Fortis (TSX:FTS)(NYSE:FTS) trades near $52 per share at the time of this writing compared to $65 earlier this year. The steep pullback gives dividend investors a chance to buy one of Canada’s top dividend-growth stocks at a bargain price.
Fortis owns $60 billion in utility assets that include power generation, electricity transmission, and natural gas distribution businesses in Canada, the United States, and the Caribbean. These are regulated operations with reliable and predictable revenue and cash flow. Tough economic times might reduce some power and natural gas consumption, but businesses and households need to keep the lights on and heat buildings regardless of the state of the economy. As a result, this stock is highly defensive.
Fortis has a $20 billion capital program on the go that is expected to boost the rate base by roughly a third through 2026. The resulting increase in revenue and cash flow should support management’s plan to raise the dividend by an average annual rate of 6% through 2025. Fortis has increased the dividend in each of the past 48 years, so investors should be confident in this guidance.
At the time of this writing, the stock provides a 4.3% yield.
TD (TSX:TD) trades near $86 per share at the time of this writing compared to $109 at the 2022 peak. The big drop in share price is part of a broad decline in bank stocks that has occurred this year due to rising recession fears.
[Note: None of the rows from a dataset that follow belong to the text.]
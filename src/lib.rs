// Re-export needed modules for testing
pub mod assistant;
pub mod config;
pub mod models;
pub mod seed;
pub mod store;

// Re-export main types for convenience
pub use assistant::{GeminiClient, GenerateError, TextGenerator};
pub use models::*;
pub use store::{
    ChatStore, StatusDelays, StoreUpdate, ASSISTANT_CHAT_ID, ASSISTANT_FALLBACK_REPLY,
};
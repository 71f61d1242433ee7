use anyhow::{anyhow, Result};
use log::info;
use once_cell::sync::OnceCell;
use serde::{Deserialize, Serialize};
use std::fs::{self, File};
use std::io::Read;
use std::path::{Path, PathBuf};

pub const DEFAULT_BASE_URL: &str = "https://generativelanguage.googleapis.com/v1beta";
pub const DEFAULT_MODEL: &str = "gemini-2.0-flash";

/// Settings for the remote text-generation endpoint.
#[derive(Serialize, Deserialize, Clone, Debug)]
pub struct AssistantConfig {
    pub api_key: String,
    #[serde(default = "default_model")]
    pub model: String,
    #[serde(default = "default_base_url")]
    pub base_url: String,
}

fn default_model() -> String {
    DEFAULT_MODEL.to_string()
}

fn default_base_url() -> String {
    DEFAULT_BASE_URL.to_string()
}

impl AssistantConfig {
    pub fn new(api_key: &str) -> Self {
        AssistantConfig {
            api_key: api_key.to_string(),
            model: default_model(),
            base_url: default_base_url(),
        }
    }

    /// Build a config from environment variables. `PALAVER_API_KEY` is
    /// required; `PALAVER_MODEL` and `PALAVER_BASE_URL` override defaults.
    pub fn from_env() -> Option<Self> {
        let api_key = std::env::var("PALAVER_API_KEY").ok()?;
        let mut config = AssistantConfig::new(&api_key);
        if let Ok(model) = std::env::var("PALAVER_MODEL") {
            config.model = model;
        }
        if let Ok(base_url) = std::env::var("PALAVER_BASE_URL") {
            config.base_url = base_url;
        }
        Some(config)
    }
}

pub fn get_config_dir() -> Result<PathBuf> {
    let config_dir = dirs::config_dir()
        .ok_or_else(|| anyhow!("Could not determine config directory"))?
        .join("palaver");

    if !config_dir.exists() {
        fs::create_dir_all(&config_dir)?;
    }

    Ok(config_dir)
}

static CONFIG_PATH_OVERRIDE: OnceCell<PathBuf> = OnceCell::new();

/// Point config loading at an explicit file (used by the `--config` flag).
/// Only the first call takes effect.
pub fn set_config_path_override(path: PathBuf) {
    let _ = CONFIG_PATH_OVERRIDE.set(path);
}

fn get_config_path() -> Result<PathBuf> {
    if let Some(path) = CONFIG_PATH_OVERRIDE.get() {
        return Ok(path.clone());
    }
    Ok(get_config_dir()?.join("config.json"))
}

/// Resolve the assistant config without prompting: environment variables
/// win over the config file. `Ok(None)` means neither source provided one.
pub fn resolve_config() -> Result<Option<AssistantConfig>> {
    resolve_config_from(&get_config_path()?)
}

pub fn resolve_config_from(path: &Path) -> Result<Option<AssistantConfig>> {
    if let Some(config) = AssistantConfig::from_env() {
        info!("Using assistant config from environment");
        return Ok(Some(config));
    }

    load_config_from(path)
}

pub fn save_config(config: &AssistantConfig) -> Result<()> {
    save_config_to(&get_config_path()?, config)
}

pub fn save_config_to(path: &Path, config: &AssistantConfig) -> Result<()> {
    let file = File::create(path)?;
    serde_json::to_writer_pretty(file, config)?;

    info!("Assistant config saved to {}", path.display());
    Ok(())
}

/// Load the assistant config from disk. A missing file is not an error.
pub fn load_config() -> Result<Option<AssistantConfig>> {
    load_config_from(&get_config_path()?)
}

pub fn load_config_from(path: &Path) -> Result<Option<AssistantConfig>> {
    if !path.exists() {
        return Ok(None);
    }

    let mut file = File::open(path)?;
    let mut contents = String::new();
    file.read_to_string(&mut contents)?;

    let config: AssistantConfig = serde_json::from_str(&contents)?;
    info!(
        "Loaded assistant config (model {}) from {}",
        config.model,
        path.display()
    );

    Ok(Some(config))
}
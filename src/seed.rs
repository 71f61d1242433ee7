// Canned demo data. Everything here is process-lifetime only and resets on
// restart; there is no persistence behind the store.

use std::collections::HashMap;

use chrono::{Duration, Utc};

use crate::models::{Chat, Contact, LastMessage, Message, MessageStatus, UserProfile};
use crate::store::ASSISTANT_CHAT_ID;

fn minutes_ago(minutes: i64) -> String {
    (Utc::now() - Duration::minutes(minutes)).to_rfc3339()
}

/// The demo local user. Matches sender id "2" in the canned threads.
pub fn demo_user() -> UserProfile {
    UserProfile {
        id: "2".to_string(),
        display_name: "Demo User".to_string(),
        email: "demo.user@example.com".to_string(),
        avatar_url: "https://images.pexels.com/photos/733872/pexels-photo-733872.jpeg".to_string(),
    }
}

pub fn demo_chats() -> Vec<Chat> {
    vec![
        Chat {
            id: "1".to_string(),
            display_name: "John Doe".to_string(),
            avatar_url: "https://images.pexels.com/photos/614810/pexels-photo-614810.jpeg"
                .to_string(),
            last_message: Some(LastMessage {
                text: "Hey, how are you doing?".to_string(),
                timestamp: minutes_ago(5),
                sender_id: "2".to_string(),
            }),
            unread_count: 2,
            is_online: true,
        },
        Chat {
            id: "2".to_string(),
            display_name: "Jane Smith".to_string(),
            avatar_url: "https://images.pexels.com/photos/733872/pexels-photo-733872.jpeg"
                .to_string(),
            last_message: Some(LastMessage {
                text: "Let me know when you're free to chat!".to_string(),
                timestamp: minutes_ago(60),
                sender_id: "1".to_string(),
            }),
            unread_count: 0,
            is_online: false,
        },
    ]
}

pub fn demo_contacts() -> Vec<Contact> {
    vec![
        Contact {
            id: "1".to_string(),
            display_name: "John Doe".to_string(),
            email: "john.doe@example.com".to_string(),
            avatar_url: "https://images.pexels.com/photos/614810/pexels-photo-614810.jpeg"
                .to_string(),
            is_online: true,
        },
        Contact {
            id: "2".to_string(),
            display_name: "Jane Smith".to_string(),
            email: "jane.smith@example.com".to_string(),
            avatar_url: "https://images.pexels.com/photos/733872/pexels-photo-733872.jpeg"
                .to_string(),
            is_online: false,
        },
        Contact {
            id: "3".to_string(),
            display_name: "Alex Johnson".to_string(),
            email: "alex.johnson@example.com".to_string(),
            avatar_url: "https://images.pexels.com/photos/1222271/pexels-photo-1222271.jpeg"
                .to_string(),
            is_online: true,
        },
        Contact {
            id: ASSISTANT_CHAT_ID.to_string(),
            display_name: "AI Assistant".to_string(),
            email: "ai@assistant.com".to_string(),
            avatar_url: "https://images.pexels.com/photos/8386440/pexels-photo-8386440.jpeg"
                .to_string(),
            is_online: true,
        },
    ]
}

pub fn demo_messages() -> HashMap<String, Vec<Message>> {
    let mut messages = HashMap::new();

    messages.insert(
        "1".to_string(),
        vec![
            demo_message("101", "Hey there!", "1", 60, MessageStatus::Read),
            demo_message("102", "Hi! How are you doing?", "2", 30, MessageStatus::Read),
            demo_message(
                "103",
                "I'm doing well, thanks for asking. How about you?",
                "1",
                25,
                MessageStatus::Read,
            ),
            demo_message(
                "104",
                "Pretty good! Just working on some projects.",
                "2",
                10,
                MessageStatus::Delivered,
            ),
            demo_message(
                "105",
                "Hey, how are you doing?",
                "1",
                5,
                MessageStatus::Delivered,
            ),
        ],
    );

    messages.insert(
        "2".to_string(),
        vec![
            demo_message("201", "Hello!", "2", 120, MessageStatus::Read),
            demo_message(
                "202",
                "Hi there! I was wondering if you'd like to meet up this weekend?",
                "1",
                60,
                MessageStatus::Read,
            ),
            demo_message(
                "203",
                "Let me know when you're free to chat!",
                "2",
                59,
                MessageStatus::Delivered,
            ),
        ],
    );

    // The assistant thread starts empty.
    messages.insert(ASSISTANT_CHAT_ID.to_string(), Vec::new());

    messages
}

fn demo_message(
    id: &str,
    text: &str,
    sender_id: &str,
    minutes: i64,
    status: MessageStatus,
) -> Message {
    Message {
        id: id.to_string(),
        text: text.to_string(),
        sender_id: sender_id.to_string(),
        timestamp: minutes_ago(minutes),
        status,
    }
}
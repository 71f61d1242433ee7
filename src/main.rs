use std::path::PathBuf;
use std::sync::Arc;

use anyhow::Result;
use chrono::Utc;
use clap::Parser;
use log::{error, info, warn, LevelFilter};

mod utils;

use palaver::config::{self, AssistantConfig};
use palaver::seed;
use palaver::store::{ChatStore, StoreUpdate, ASSISTANT_CHAT_ID};
use palaver::{GeminiClient, MessageStatus};

/// Command line arguments for Palaver
#[derive(Parser, Debug)]
#[command(
    author,
    version,
    about = "Palaver: a terminal chat client with an AI assistant thread.",
    long_about = "Palaver is a line-oriented chat client backed by in-memory demo data.\n\n\
    Messages sent to the 'ai-assistant' thread are answered by a remote\n\
    text-generation endpoint; everything else is simulated locally."
)]
struct Args {
    /// Override the assistant config file location
    #[arg(long, value_name = "PATH")]
    config: Option<PathBuf>,

    /// Write the log to this file instead of palaver.log
    #[arg(long, value_name = "PATH")]
    log_file: Option<PathBuf>,
}

/// Read a line of input from stdin, trimming whitespace
fn read_line() -> Result<String> {
    let mut input = String::new();
    std::io::stdin().read_line(&mut input)?;
    Ok(input.trim().to_string())
}

/// Get the assistant config: environment variables win over the config
/// file; with neither, prompt for an API key.
fn resolve_config() -> Result<AssistantConfig> {
    if let Some(config) = config::resolve_config()? {
        return Ok(config);
    }

    eprintln!("Enter an API key for the text-generation endpoint (blank to skip):");
    let api_key = read_line().unwrap_or_default();
    let config = AssistantConfig::new(&api_key);

    if api_key.is_empty() {
        warn!("No API key configured; assistant replies will fall back to the apology message");
    } else if let Err(e) = config::save_config(&config) {
        eprintln!("Warning: Failed to save assistant config: {}", e);
    }

    Ok(config)
}

const HELP_TEXT: &str = "\
Commands:
  /chats         list chat summaries
  /contacts      list contacts
  /open <id>     switch the active thread
  /help          show this list
  /quit          exit
Anything else is sent to the active thread.";

fn print_help() {
    println!("{}", HELP_TEXT);
}

#[tokio::main]
async fn main() -> Result<()> {
    let args = Args::parse();

    let log_file_path = args
        .log_file
        .unwrap_or_else(|| PathBuf::from("palaver.log"));
    utils::setup_logging(&log_file_path, LevelFilter::Debug)?;

    info!("Palaver chat client starting up");
    info!(
        "System information: {} {}",
        std::env::consts::OS,
        std::env::consts::ARCH
    );

    if let Some(path) = args.config {
        config::set_config_path_override(path);
    }

    let assistant_config = resolve_config()?;
    let generator = Arc::new(GeminiClient::new(&assistant_config));

    let local_user = seed::demo_user();
    let (store, mut update_rx) = ChatStore::new(local_user.clone(), generator);
    store.seed_demo().await;

    println!(
        "Signed in as {} <{}>. Active thread: {}",
        local_user.display_name, local_user.email, ASSISTANT_CHAT_ID
    );
    print_help();

    let mut active_chat = ASSISTANT_CHAT_ID.to_string();

    // Blocking stdin reads happen on their own thread; lines arrive over a
    // channel so the loop can also drain store updates.
    let (input_tx, mut input_rx) = tokio::sync::mpsc::channel::<String>(16);
    std::thread::spawn(move || loop {
        match read_line() {
            Ok(line) => {
                if input_tx.blocking_send(line).is_err() {
                    break;
                }
            }
            Err(e) => {
                error!("Failed to read input: {}", e);
                break;
            }
        }
    });

    loop {
        tokio::select! {
            Some(line) = input_rx.recv() => {
                if line.is_empty() {
                    continue;
                }

                if line == "/quit" {
                    break;
                } else if line == "/help" {
                    print_help();
                } else if line == "/chats" {
                    for chat in store.chats().await {
                        let preview = chat
                            .last_message
                            .map(|m| m.text)
                            .unwrap_or_else(|| "(no messages)".to_string());
                        println!(
                            "  {} — {} [{} unread] {}",
                            chat.id, chat.display_name, chat.unread_count, preview
                        );
                    }
                } else if line == "/contacts" {
                    for contact in store.contacts().await {
                        let presence = if contact.is_online { "online" } else { "offline" };
                        println!("  {} — {} ({})", contact.id, contact.display_name, presence);
                    }
                } else if let Some(id) = line.strip_prefix("/open ") {
                    match store.chat_by_id(id.trim()).await {
                        Some(chat) => {
                            active_chat = chat.id.clone();
                            println!("Opened thread with {}", chat.display_name);
                            for message in store.messages(&active_chat).await {
                                println!("  {}: {}", message.sender_id, message.text);
                            }
                        }
                        None => println!("No chat or contact with id '{}'", id.trim()),
                    }
                } else if line.starts_with('/') {
                    println!("Unknown command: {}", line);
                } else {
                    store
                        .send_message(&active_chat, &line, &local_user.id, &Utc::now().to_rfc3339())
                        .await;
                }
            }
            Some(update) = update_rx.recv() => {
                match update {
                    StoreUpdate::MessageAppended { chat_id, message } => {
                        // The local user's own lines are already on screen.
                        if message.sender_id != local_user.id {
                            println!("[{}] {}: {}", chat_id, message.sender_id, message.text);
                        }
                    }
                    StoreUpdate::StatusChanged { message_id, status, .. } => {
                        let mark = match status {
                            MessageStatus::Sent => "sent",
                            MessageStatus::Delivered => "delivered",
                            MessageStatus::Read => "read",
                        };
                        info!("Message {} is now {}", message_id, mark);
                    }
                    StoreUpdate::Generating(true) => println!("(assistant is typing...)"),
                    StoreUpdate::Generating(false) => {}
                }
            }
            else => break,
        }
    }

    println!("Chat session ended.");
    Ok(())
}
The Bank of Canada and the U.S. Federal Reserve are raising interest rates to cool off an overheated economy and get inflation back down to 2%. In September, inflation in the U.S. was 8.3% and 6.9% in Canada.
Investors are concerned that loan losses will increase due to higher borrowing costs for businesses and households. At the same time, an economic downturn could reduce loan growth and impact wealth management and investment banking revenues.
The outlook is challenging for the coming 12-18 months, but TD stock now appears oversold. The bank has a strong capital position and is making two significant acquisitions in the U.S. to position the business for growth in the coming decades.
TD raised the dividend by 13% for fiscal 2022 and increased the payout by a compound annual rate of 11% over most of the past 30 years. Investors who buy TD stock at the current price can get a 4% yield.
Enbridge (TSX:ENB)(NYSE:ENB) trades near $51 per share at the time of this writing compared to more than $59 in early June. Investors who buy the stock today can get a juicy 6.7% dividend yield. Enbridge is a good stock to buy for retirees and other investors seeking reliable high yield returns for portfolios focused on passive income.
Enbridge has the largest pipeline infrastructure to export oil and gas from Canada to the U.S., and with the current global energy crisis, its pipelines are running at full capacity. Furthermore, the company aims to gain a ~30% share in the North American liquified natural gas (LNG) export market with upcoming projects Texas LNG and the Rio Grande.
Enbridge has raised its dividend annually for the past 27 years. Investors should see the streak continue, supported by the $13 billion capital program and revenue growth from acquisitions. For example, in recognition of growing demand for renewable power, the company recently acquired Tri Global Energy (TGE), a leading U.S. renewable project developer. TGE’s portfolio is well positioned for growth amid rising State renewable targets and growing private sector demand for zero carbon electricity.
The bottom line on top dividend stocks to buy now
Fortis, TD, and Enbridge pay attractive dividends that should continue to grow. If you have some cash to put to work in a TFSA or RRSP that’s focused on dividends, these stocks look oversold today and deserve to be on your radar.